In our study, the mean time required to estimate AOP and set the tourniquet pressure in Group II was 23.91 ± 4.77 s which is significantly less than 178.81 ± 25.46 s for LOP determination method in Group I. This finding is consistent with the previous study which reported the required time of 19.0 ± 2.6 s for AOP estimation and tourniquet pressure setting. Additionally, the time period of 23.91 ± 4.77 s for AOP estimation based tourniquet pressure setting is comparable to that reported (20 ± 6 s) using LOP determination method with automated tourniquet systems.

Several studies have suggested using wider tourniquet cuffs, as they allow arterial closure at lower pressures.21, 29 Although wider cuffs stop the arterial flow with lower inflation pressures, Mittal et al found that wider cuffs impair nerve conduction more severely than narrower cuffs. Moreover, in a prospective randomized study with 14 healthy volunteers, Kovar et al found no differences between narrow and wide tourniquets. We applied the same size cuff (11 cm) to all our patients in this study, because the tissue padding coefficients were determined using 11-cm wide tourniquet cuffs in the AOP estimation formula.

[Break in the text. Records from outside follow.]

//! DEX pool collaborator.
//!
//! One trait per endpoint; the HTTP implementation retries with backoff
//! and a failed endpoint never sinks the tick (the other sources still
//! contribute).

use anyhow::{Context, Result};
use async_trait::async_trait;
use log::warn;
use serde::{Deserialize, Serialize};
use soul_bus::{Backoff, RouteInfo};
use std::sync::Mutex;
use std::time::Duration;

/// One pool row as fetched from a DEX endpoint.
#[derive(Debug, Clone, Serialize, Deserialize)]
pub struct PoolInfo {
    pub pool_id: String,
    pub dex: String,
    pub mint_base: String,
    pub mint_quote: String,
    pub symbol: String,
    pub price: f64,
    pub reserve_base: f64,
    pub reserve_quote: f64,
    pub tvl_usd: f64,
    pub volume_24h_usd: f64,
    pub spread_pct: f64,
    pub impact_1pct_pct: f64,
    pub age_hours: f64,
    pub route: RouteInfo,
}

#[derive(Debug, Deserialize)]
struct PoolsResponse {
    pools: Vec<PoolInfo>,
}

#[async_trait]
pub trait DexSource: Send + Sync {
    fn name(&self) -> &str;
    async fn fetch_pools(&self) -> Result<Vec<PoolInfo>>;
}

pub struct HttpDexSource {
    name: String,
    endpoint: String,
    client: reqwest::Client,
}

impl HttpDexSource {
    pub fn new(endpoint: &str) -> Result<Self> {
        let client = reqwest::Client::builder()
            .timeout(Duration::from_secs(15))
            .build()
            .context("Failed to build HTTP client")?;
        // Host part doubles as the display name.
        let name = endpoint
            .split("://")
            .nth(1)
            .unwrap_or(endpoint)
            .split('/')
            .next()
            .unwrap_or(endpoint)
            .to_string();
        Ok(Self {
            name,
            endpoint: endpoint.to_string(),
            client,
        })
    }
}

#[async_trait]
impl DexSource for HttpDexSource {
    fn name(&self) -> &str {
        &self.name
    }

    async fn fetch_pools(&self) -> Result<Vec<PoolInfo>> {
        let mut backoff = Backoff::call();
        loop {
            let attempt = async {
                let response = self
                    .client
                    .get(&self.endpoint)
                    .send()
                    .await
                    .context("pool fetch request failed")?;
                let parsed: PoolsResponse = response
                    .json()
                    .await
                    .context("pool response decode failed")?;
                Ok::<_, anyhow::Error>(parsed.pools)
            }
            .await;

            match attempt {
                Ok(pools) => return Ok(pools),
                Err(e) => match backoff.next_delay() {
                    Some(delay) => {
                        warn!(
                            "⚠️ {} fetch failed (attempt {}): {} - retrying in {:?}",
                            self.name,
                            backoff.attempts(),
                            e,
                            delay
                        );
                        tokio::time::sleep(delay).await;
                    }
                    None => return Err(e.context(format!("{} exhausted retries", self.name))),
                },
            }
        }
    }
}

/// Test double serving queued batches, then empty.
#[derive(Default)]
pub struct MockDexSource {
    batches: Mutex<std::collections::VecDeque<Result<Vec<PoolInfo>, String>>>,
}

impl MockDexSource {
    pub fn new() -> Self {
        Self::default()
    }

    pub fn queue(&self, pools: Vec<PoolInfo>) {
        self.batches.lock().unwrap().push_back(Ok(pools));
    }

    pub fn queue_error(&self, message: &str) {
        self.batches
            .lock()
            .unwrap()
            .push_back(Err(message.to_string()));
    }
}

#[async_trait]
impl DexSource for MockDexSource {
    fn name(&self) -> &str {
        "mock-dex"
    }

    async fn fetch_pools(&self) -> Result<Vec<PoolInfo>> {
        match self.batches.lock().unwrap().pop_front() {
            Some(Ok(pools)) => Ok(pools),
            Some(Err(message)) => anyhow::bail!("{}", message),
            None => Ok(Vec::new()),
        }
    }
}
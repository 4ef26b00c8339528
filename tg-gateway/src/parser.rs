//! Leading-`/` command parsing.

#[derive(Debug, Clone, PartialEq)]
pub struct ParsedCommand {
    pub command: String,
    pub args: Vec<String>,
}

impl ParsedCommand {
    pub fn arg(&self, index: usize) -> Option<&str> {
        self.args.get(index).map(|s| s.as_str())
    }

    pub fn int_arg(&self, index: usize) -> Option<i64> {
        self.arg(index).and_then(|raw| raw.parse().ok())
    }
}

/// `/cmd arg1 arg2` -> command without the slash plus whitespace-split
/// args. Non-command text parses to `None`.
pub fn parse(text: &str) -> Option<ParsedCommand> {
    let trimmed = text.trim();
    if !trimmed.starts_with('/') {
        return None;
    }
    let mut parts = trimmed.split_whitespace();
    let head = parts.next()?;
    let command = head.trim_start_matches('/');
    if command.is_empty() {
        return None;
    }
    Some(ParsedCommand {
        command: command.to_string(),
        args: parts.map(|s| s.to_string()).collect(),
    })
}
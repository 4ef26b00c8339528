//! LRU pool cache with per-entry TTL and significant-change detection.

use crate::dex::PoolInfo;
use std::collections::HashMap;
use std::sync::Mutex;
use std::time::{Duration, Instant};

const TVL_CHANGE_THRESHOLD: f64 = 0.10;
const VOLUME_CHANGE_THRESHOLD: f64 = 0.20;

struct CacheEntry {
    pool: PoolInfo,
    inserted: Instant,
    /// Monotonic touch stamp; the smallest stamp is the LRU victim.
    touched: u64,
}

struct CacheInner {
    entries: HashMap<String, CacheEntry>,
    clock: u64,
}

pub struct PoolCache {
    inner: Mutex<CacheInner>,
    max_size: usize,
    ttl: Duration,
}

impl PoolCache {
    pub fn new(max_size: usize, ttl: Duration) -> Self {
        Self {
            inner: Mutex::new(CacheInner {
                entries: HashMap::new(),
                clock: 0,
            }),
            max_size,
            ttl,
        }
    }

    /// Insert or refresh, evicting the LRU entry at capacity. Returns true
    /// when the pool is new or changed significantly (TVL ±10%, volume
    /// ±20%, either side crossing away from zero).
    pub fn check_and_update(&self, pool: PoolInfo) -> bool {
        let mut inner = self.inner.lock().unwrap();
        inner.clock += 1;
        let stamp = inner.clock;

        let changed = match inner.entries.get(&pool.pool_id) {
            None => true,
            Some(entry) => Self::significantly_changed(&entry.pool, &pool),
        };

        if !inner.entries.contains_key(&pool.pool_id) && inner.entries.len() >= self.max_size {
            if let Some(victim) = inner
                .entries
                .iter()
                .min_by_key(|(_, e)| e.touched)
                .map(|(id, _)| id.clone())
            {
                inner.entries.remove(&victim);
            }
        }

        inner.entries.insert(
            pool.pool_id.clone(),
            CacheEntry {
                pool,
                inserted: Instant::now(),
                touched: stamp,
            },
        );
        changed
    }

    fn significantly_changed(old: &PoolInfo, new: &PoolInfo) -> bool {
        let relative = |old_v: f64, new_v: f64, threshold: f64| {
            if old_v > 1e-9 {
                (new_v - old_v).abs() / old_v > threshold
            } else {
                new_v > 1.0
            }
        };
        relative(old.tvl_usd, new.tvl_usd, TVL_CHANGE_THRESHOLD)
            || relative(old.volume_24h_usd, new.volume_24h_usd, VOLUME_CHANGE_THRESHOLD)
    }

    pub fn get(&self, pool_id: &str) -> Option<PoolInfo> {
        let mut inner = self.inner.lock().unwrap();
        inner.clock += 1;
        let stamp = inner.clock;
        let ttl = self.ttl;

        let mut expired = false;
        let mut found = None;
        if let Some(entry) = inner.entries.get_mut(pool_id) {
            if entry.inserted.elapsed() <= ttl {
                entry.touched = stamp;
                found = Some(entry.pool.clone());
            } else {
                expired = true;
            }
        }
        if expired {
            inner.entries.remove(pool_id);
        }
        found
    }

    /// Every live entry, for the snapshot writer.
    pub fn all_pools(&self) -> Vec<PoolInfo> {
        let inner = self.inner.lock().unwrap();
        inner
            .entries
            .values()
            .filter(|e| e.inserted.elapsed() <= self.ttl)
            .map(|e| e.pool.clone())
            .collect()
    }

    pub fn cleanup_expired(&self) -> usize {
        let mut inner = self.inner.lock().unwrap();
        let before = inner.entries.len();
        let ttl = self.ttl;
        inner.entries.retain(|_, e| e.inserted.elapsed() <= ttl);
        before - inner.entries.len()
    }

    pub fn len(&self) -> usize {
        self.inner.lock().unwrap().entries.len()
    }

    pub fn is_empty(&self) -> bool {
        self.len() == 0
    }
}

#[cfg(test)]
mod tests {
    use super::*;
    use soul_bus::RouteInfo;

    fn pool(id: &str, tvl: f64, volume: f64) -> PoolInfo {
        PoolInfo {
            pool_id: id.to_string(),
            dex: "testdex".to_string(),
            mint_base: format!("{}-mint", id),
            mint_quote: "quote".to_string(),
            symbol: id.to_uppercase(),
            price: 1.0,
            reserve_base: 100.0,
            reserve_quote: 100.0,
            tvl_usd: tvl,
            volume_24h_usd: volume,
            spread_pct: 0.5,
            impact_1pct_pct: 0.3,
            age_hours: 100.0,
            route: RouteInfo {
                ok: true,
                hops: 1,
                deviation_pct: 0.1,
            },
        }
    }

    #[test]
    fn test_new_pool_counts_as_changed() {
        let cache = PoolCache::new(10, Duration::from_secs(60));
        assert!(cache.check_and_update(pool("a", 100_000.0, 50_000.0)));
        // Identical refresh is not a significant change.
        assert!(!cache.check_and_update(pool("a", 100_000.0, 50_000.0)));
    }

    #[test]
    fn test_significant_tvl_move_detected() {
        let cache = PoolCache::new(10, Duration::from_secs(60));
        cache.check_and_update(pool("a", 100_000.0, 50_000.0));
        assert!(!cache.check_and_update(pool("a", 105_000.0, 50_000.0)));
        assert!(cache.check_and_update(pool("a", 120_000.0, 50_000.0)));
    }

    #[test]
    fn test_lru_eviction_at_capacity() {
        let cache = PoolCache::new(2, Duration::from_secs(60));
        cache.check_and_update(pool("a", 1e5, 5e4));
        cache.check_and_update(pool("b", 1e5, 5e4));
        // Touch "a" so "b" becomes the LRU victim.
        cache.get("a");
        cache.check_and_update(pool("c", 1e5, 5e4));

        assert_eq!(cache.len(), 2);
        assert!(cache.get("a").is_some());
        assert!(cache.get("b").is_none());
        assert!(cache.get("c").is_some());
    }

    #[test]
    fn test_ttl_expiry_on_get_and_sweep() {
        let cache = PoolCache::new(10, Duration::from_millis(40));
        cache.check_and_update(pool("a", 1e5, 5e4));
        assert!(cache.get("a").is_some());

        std::thread::sleep(Duration::from_millis(60));
        assert!(cache.get("a").is_none());

        cache.check_and_update(pool("b", 1e5, 5e4));
        std::thread::sleep(Duration::from_millis(60));
        assert_eq!(cache.cleanup_expired(), 1);
        assert!(cache.is_empty());
    }

    #[test]
    fn test_all_pools_excludes_expired() {
        let cache = PoolCache::new(10, Duration::from_millis(40));
        cache.check_and_update(pool("a", 1e5, 5e4));
        std::thread::sleep(Duration::from_millis(60));
        cache.check_and_update(pool("b", 1e5, 5e4));
        let pools = cache.all_pools();
        assert_eq!(pools.len(), 1);
        assert_eq!(pools[0].pool_id, "b");
    }
}
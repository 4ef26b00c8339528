//! 🤖 Gateway core: command routing, reply correlation, alert relay.
//!
//! Every inbound chat message runs rate limit -> parse -> auth -> local
//! answer or forward-with-correlation. Replies resolve through the pending
//! map; outbound alerts relay to the owner chat under the global
//! actionable window.

use crate::auth::{AuthManager, Role};
use crate::config::Config;
use crate::parser::{self, ParsedCommand};
use crate::rate_limit::RateLimiter;
use crate::telegram::{TelegramApi, TelegramUpdate};
use anyhow::Result;
use log::{debug, error, info, warn};
use rand::Rng;
use soul_bus::{
    new_corr_id, AuditEvent, CommandOrigin, CommandReply, CommandRequest, ConsumerHandle,
    MessageHandler, OutboundAlert, PendingCommands, StreamBus,
};
use std::sync::atomic::{AtomicBool, Ordering};
use std::sync::Arc;
use std::time::Duration;

pub struct Gateway {
    cfg: Config,
    bus: Arc<dyn StreamBus>,
    telegram: Arc<dyn TelegramApi>,
    pub auth: AuthManager,
    pub rate_limiter: RateLimiter,
    pub pending: PendingCommands,
    stop: Arc<AtomicBool>,
}

fn is_valid_address(addr: &str) -> bool {
    bs58::decode(addr)
        .into_vec()
        .map(|bytes| bytes.len() == 32)
        .unwrap_or(false)
}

In conclusion, tourniquet inflation pressure setting based on AOP estimation method provides a bloodless surgical field that is comparable to that of LOP determination method with less required time for cuff pressure adjustment and lower pneumatic inflation pressure in adult patients underwent total knee arthroplasty under CSEA. The reduction of tourniquet pressure with this method may reduce the frequency and severity of pressure related tourniquet complications. The simplicity, speed and effectiveness of AOP estimation method, with broader clinical usage, may make it a feasible method with safer, personalized cuff pressures in tourniquet applications in limb surgery.